Ricordo bene il medico incaricato di intubare la bambina dire ad un suo collega “E’ pronta l’ambulanza? Se io intubo, la bambina deve partire velocemente!” Alla risposta affermativa il medico ci accompagna fuori dalla tenda e loro all’ interno sedano e intubano la bambina. Nel frattempo fuori si consuma un’altra sceneggiata in quanto il medico si rivolge all’ autista dell’ambulanza dicendogli che stavano per caricare la culla medica in cui doveva stare la bambina nel mezzo e che lui doveva fare il tragitto velocemente.
Qui il panico! L’autista risponde al medico che non c’erano problemi per la celerità con cui doveva trasportare Francesca, ma c’ erano problemi sull’ ambulanza in quanto in quella che era fuori ed anche nelle altre non entrava la culla ma entrava solo la classica barella.
Da lì partono una serie di telefonate del medico per cercare di risolvere la situazione. Intanto la bambina è lì, in tenda, al freddo, sedata ed intubata, con la febbre che toccava i 41 e in attesa di una stramaledetta ambulanza o mezzo adatto. Finalmente arriva, sono le 20 e 30 e tutti si preparano al trasporto. Purtroppo però, quando la bambina è stata staccata dall’ ossigeno del bombolone presente in tenda per essere attaccata alla bomboletta da viaggio dell’ambulanza c’ è stato un primo arresto cardiaco.
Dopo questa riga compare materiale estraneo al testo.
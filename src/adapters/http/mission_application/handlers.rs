//! HTTP handlers for the mission application workflow.

use std::sync::Arc;

use axum::{
    extract::{rejection::JsonRejection, rejection::PathRejection, Path, State},
    http::{HeaderMap, StatusCode},
    response::{IntoResponse, Response},
    Json,
};

use crate::adapters::http::correlation::request_metadata;
use crate::adapters::http::envelope::{created, ok, ApiEnvelope, ApiError};
use crate::application::handlers::mission_application::{
    ApplyToMissionCommand, ApplyToMissionHandler, ApproveApplicationCommand,
    ApproveApplicationHandler, DeleteApplicationCommand, DeleteApplicationHandler,
    ListApplicationsHandler,
};
use crate::ports::EntityStore;

use super::dto::{ApplyMissionRequest, MissionApplicationResponse, MissionApplicationViewResponse};

// ════════════════════════════════════════════════════════════════════════════
// Handler state
// ════════════════════════════════════════════════════════════════════════════

#[derive(Clone)]
pub struct MissionApplicationHandlers {
    list_handler: Arc<ListApplicationsHandler>,
    approve_handler: Arc<ApproveApplicationHandler>,
    delete_handler: Arc<DeleteApplicationHandler>,
    apply_handler: Arc<ApplyToMissionHandler>,
}

impl MissionApplicationHandlers {
    pub fn new(store: &EntityStore) -> Self {
        Self {
            list_handler: Arc::new(ListApplicationsHandler::new(
                store.application_reader.clone(),
            )),
            approve_handler: Arc::new(ApproveApplicationHandler::new(
                store.applications.clone(),
            )),
            delete_handler: Arc::new(DeleteApplicationHandler::new(store.applications.clone())),
            apply_handler: Arc::new(ApplyToMissionHandler::new(store.applications.clone())),
        }
    }
}

// ════════════════════════════════════════════════════════════════════════════
// HTTP handlers
// ════════════════════════════════════════════════════════════════════════════

/// GET /api/Mission/MissionApplicationList - Enriched applications by id
pub async fn mission_application_list(
    State(handlers): State<MissionApplicationHandlers>,
) -> Result<Response, ApiError> {
    let views = handlers.list_handler.handle().await?;
    let response: Vec<MissionApplicationViewResponse> = views
        .into_iter()
        .map(MissionApplicationViewResponse::from)
        .collect();
    Ok(ok(response))
}

/// POST /api/Mission/MissionApplicationApprove - Body is the bare id, e.g. `10`
pub async fn mission_application_approve(
    State(handlers): State<MissionApplicationHandlers>,
    headers: HeaderMap,
    payload: Result<Json<i64>, JsonRejection>,
) -> Result<Response, ApiError> {
    let Json(application_id) = payload?;
    let result = handlers
        .approve_handler
        .handle(
            ApproveApplicationCommand { application_id },
            request_metadata(&headers),
        )
        .await?;

    // A repeat approval reads the same as the first one
    let envelope =
        ApiEnvelope::success(MissionApplicationResponse::from(&result.application))
            .with_message("Approved");
    Ok((StatusCode::OK, Json(envelope)).into_response())
}

/// DELETE /api/Mission/MissionApplicationDelete/:id - Remove an application
pub async fn mission_application_delete(
    State(handlers): State<MissionApplicationHandlers>,
    headers: HeaderMap,
    id: Result<Path<i64>, PathRejection>,
) -> Result<Response, ApiError> {
    let Path(application_id) = id?;
    handlers
        .delete_handler
        .handle(
            DeleteApplicationCommand { application_id },
            request_metadata(&headers),
        )
        .await?;
    Ok(ok("Mission application deleted successfully"))
}

/// POST /api/Mission/ApplyMission - A user applies to a mission
pub async fn apply_mission(
    State(handlers): State<MissionApplicationHandlers>,
    headers: HeaderMap,
    payload: Result<Json<ApplyMissionRequest>, JsonRejection>,
) -> Result<Response, ApiError> {
    let Json(req) = payload?;
    let application = handlers
        .apply_handler
        .handle(
            ApplyToMissionCommand {
                mission_id: req.mission_id,
                user_id: req.user_id,
            },
            request_metadata(&headers),
        )
        .await?;
    Ok(created(MissionApplicationResponse::from(&application)))
}
//! Foundation module - Shared domain primitives.
//!
//! Contains value objects, identifiers, enums, and error types
//! that form the vocabulary of the mission domain.

mod approval_status;
mod command;
mod errors;
mod ids;
mod state_machine;
mod timestamp;

pub use approval_status::ApprovalStatus;
pub use command::CommandMetadata;
pub use errors::{DomainError, ErrorCode, ValidationError};
pub use ids::{MissionApplicationId, MissionId, SkillId, UserId};
pub use state_machine::StateMachine;
pub use timestamp::Timestamp;
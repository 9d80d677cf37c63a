//! DeleteApplicationHandler - Command handler for removing applications.
//!
//! Deletion works from any approval state and is irreversible. A second
//! delete of the same id reports `NotFound`.

use std::sync::Arc;

use tracing::{debug, info};

use crate::domain::foundation::{CommandMetadata, MissionApplicationId};
use crate::domain::mission_application::ApplicationError;
use crate::ports::MissionApplicationRepository;

/// Command to delete an application.
#[derive(Debug, Clone, Copy)]
pub struct DeleteApplicationCommand {
    pub application_id: i64,
}

/// Handler for deleting applications.
pub struct DeleteApplicationHandler {
    repository: Arc<dyn MissionApplicationRepository>,
}

impl DeleteApplicationHandler {
    pub fn new(repository: Arc<dyn MissionApplicationRepository>) -> Self {
        Self { repository }
    }

    pub async fn handle(
        &self,
        cmd: DeleteApplicationCommand,
        metadata: CommandMetadata,
    ) -> Result<MissionApplicationId, ApplicationError> {
        // No stored row can carry a non-positive id
        let id = MissionApplicationId::new(cmd.application_id).map_err(|_| {
            ApplicationError::not_found(MissionApplicationId::from_raw(cmd.application_id))
        })?;

        match self.repository.delete(id).await {
            Ok(()) => {
                info!(
                    application_id = %id,
                    correlation_id = metadata.correlation_id(),
                    "Mission application deleted"
                );
                Ok(id)
            }
            Err(err) => {
                let err = ApplicationError::from(err);
                if err.is_not_found() {
                    debug!(application_id = %id, "Delete target already gone");
                }
                Err(err)
            }
        }
    }
}

#[cfg(test)]
mod tests {
    use super::*;
    use crate::adapters::memory::InMemoryEntityStore;
    use crate::domain::mission::MissionDetails;
    use crate::domain::mission_application::NewMissionApplication;
    use crate::domain::user::NewUser;
    use crate::ports::{MissionApplicationReader, MissionRepository, UserRepository};

    async fn store_with_application() -> (Arc<InMemoryEntityStore>, MissionApplicationId) {
        let store = Arc::new(InMemoryEntityStore::new());
        let mission = store
            .insert(&MissionDetails::new("Clean Beach", "Environment"))
            .await
            .unwrap();
        let user = store
            .create_user(&NewUser::new("Alan", "Turing", "alan@example.com"))
            .await
            .unwrap();
        let app = store
            .create(&NewMissionApplication::new(mission.id(), user.id))
            .await
            .unwrap();
        (store, app.id())
    }

    #[tokio::test]
    async fn deleted_application_disappears_from_listing() {
        let (store, id) = store_with_application().await;
        let handler = DeleteApplicationHandler::new(store.clone());

        handler
            .handle(
                DeleteApplicationCommand {
                    application_id: id.value(),
                },
                CommandMetadata::new(),
            )
            .await
            .unwrap();

        assert!(store.list_views().await.unwrap().is_empty());
    }

    #[tokio::test]
    async fn second_delete_is_not_found() {
        let (store, id) = store_with_application().await;
        let handler = DeleteApplicationHandler::new(store);
        let cmd = DeleteApplicationCommand {
            application_id: id.value(),
        };

        handler.handle(cmd, CommandMetadata::new()).await.unwrap();
        let err = handler.handle(cmd, CommandMetadata::new()).await.unwrap_err();

        assert_eq!(err, ApplicationError::NotFound(id));
    }

    #[tokio::test]
    async fn approved_application_can_be_deleted() {
        let (store, id) = store_with_application().await;
        let mut app = MissionApplicationRepository::find_by_id(&*store, id)
            .await
            .unwrap()
            .unwrap();
        app.approve();
        store.update_status(&app).await.unwrap();

        let handler = DeleteApplicationHandler::new(store.clone());
        handler
            .handle(
                DeleteApplicationCommand {
                    application_id: id.value(),
                },
                CommandMetadata::new(),
            )
            .await
            .unwrap();

        assert_eq!(store.application_count().await, 0);
    }

    #[tokio::test]
    async fn non_positive_id_is_not_found() {
        let (store, _) = store_with_application().await;
        let handler = DeleteApplicationHandler::new(store.clone());

        let err = handler
            .handle(
                DeleteApplicationCommand { application_id: -1 },
                CommandMetadata::new(),
            )
            .await
            .unwrap_err();

        assert!(err.is_not_found());
        assert_eq!(store.application_count().await, 1);
    }
}
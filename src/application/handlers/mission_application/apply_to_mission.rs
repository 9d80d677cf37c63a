//! ApplyToMissionHandler - Command handler for creating applications.

use std::sync::Arc;

use tracing::info;

use crate::domain::foundation::{CommandMetadata, MissionId, UserId};
use crate::domain::mission_application::{
    ApplicationError, MissionApplication, NewMissionApplication,
};
use crate::ports::MissionApplicationRepository;

/// Command for a user applying to a mission.
#[derive(Debug, Clone, Copy)]
pub struct ApplyToMissionCommand {
    pub mission_id: i64,
    pub user_id: i64,
}

/// Handler creating `Pending` applications.
///
/// The store checks that both references exist at creation time and that
/// the user has not already applied.
pub struct ApplyToMissionHandler {
    repository: Arc<dyn MissionApplicationRepository>,
}

impl ApplyToMissionHandler {
    pub fn new(repository: Arc<dyn MissionApplicationRepository>) -> Self {
        Self { repository }
    }

    pub async fn handle(
        &self,
        cmd: ApplyToMissionCommand,
        metadata: CommandMetadata,
    ) -> Result<MissionApplication, ApplicationError> {
        let mission_id = MissionId::new(cmd.mission_id)?;
        let user_id = UserId::new(cmd.user_id)?;

        let application = self
            .repository
            .create(&NewMissionApplication::new(mission_id, user_id))
            .await?;

        info!(
            application_id = %application.id(),
            mission_id = %mission_id,
            user_id = %user_id,
            correlation_id = metadata.correlation_id(),
            "Mission application created"
        );

        Ok(application)
    }
}
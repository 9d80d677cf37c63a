//! AddUserSkillHandler - Command handler for linking a skill to a user.

use std::sync::Arc;

use tracing::info;

use crate::domain::foundation::{CommandMetadata, SkillId, UserId};
use crate::domain::user::{UserSkill, UserSkillError};
use crate::ports::UserRepository;

#[derive(Debug, Clone, Copy)]
pub struct AddUserSkillCommand {
    pub user_id: i64,
    pub skill_id: i64,
}

pub struct AddUserSkillHandler {
    repository: Arc<dyn UserRepository>,
}

impl AddUserSkillHandler {
    pub fn new(repository: Arc<dyn UserRepository>) -> Self {
        Self { repository }
    }

    pub async fn handle(
        &self,
        cmd: AddUserSkillCommand,
        metadata: CommandMetadata,
    ) -> Result<UserSkill, UserSkillError> {
        let link = UserSkill::new(UserId::new(cmd.user_id)?, SkillId::new(cmd.skill_id)?);

        self.repository.add_user_skill(link).await?;

        info!(
            user_id = %link.user_id,
            skill_id = %link.skill_id,
            correlation_id = metadata.correlation_id(),
            "User skill added"
        );

        Ok(link)
    }
}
L’ hanno ripresa con massaggio cardiaco, hanno chiamato qualcuno che portasse la macchina per l’elettrocardiogramma, hanno chiamato altri medici ma quando Francesca ha avuto il secondo arresto cardiaco non c’è stato nulla da fare. Sono le 21.
Non ricordo bene se qualche medico mi ha parlato o detto qualcosa, io ero solo lì ad urlare a piangere e ad arrabbiarmi per tutto il ritardo che c’ era stato, accanto al corpicino della mia piccola…
Ricordo solo su medico che si rivolge a mia moglie dicendo “…Signora……tanto sarebbe morta per strada, nell’ ambulanza”.
Io non sono nessuno, non posso colpevolizzare o giudicare…a questo ci stanno pensando le autorità competenti, ci sta pensando la giustizia. Io so solo una cosa…io so di aver perso la mia piccolina in una squallida e sprovvista tenda della triage anti-covid ed ancora non ne conosco il motivo.
E’ stato tutto denunciato e confido in chi sta lavorando per dare le risposte che voglio e che spettano di diritto a me ed alla mia famiglia distrutta.
Questa è la mia storia, questa è la storia di Francesca.”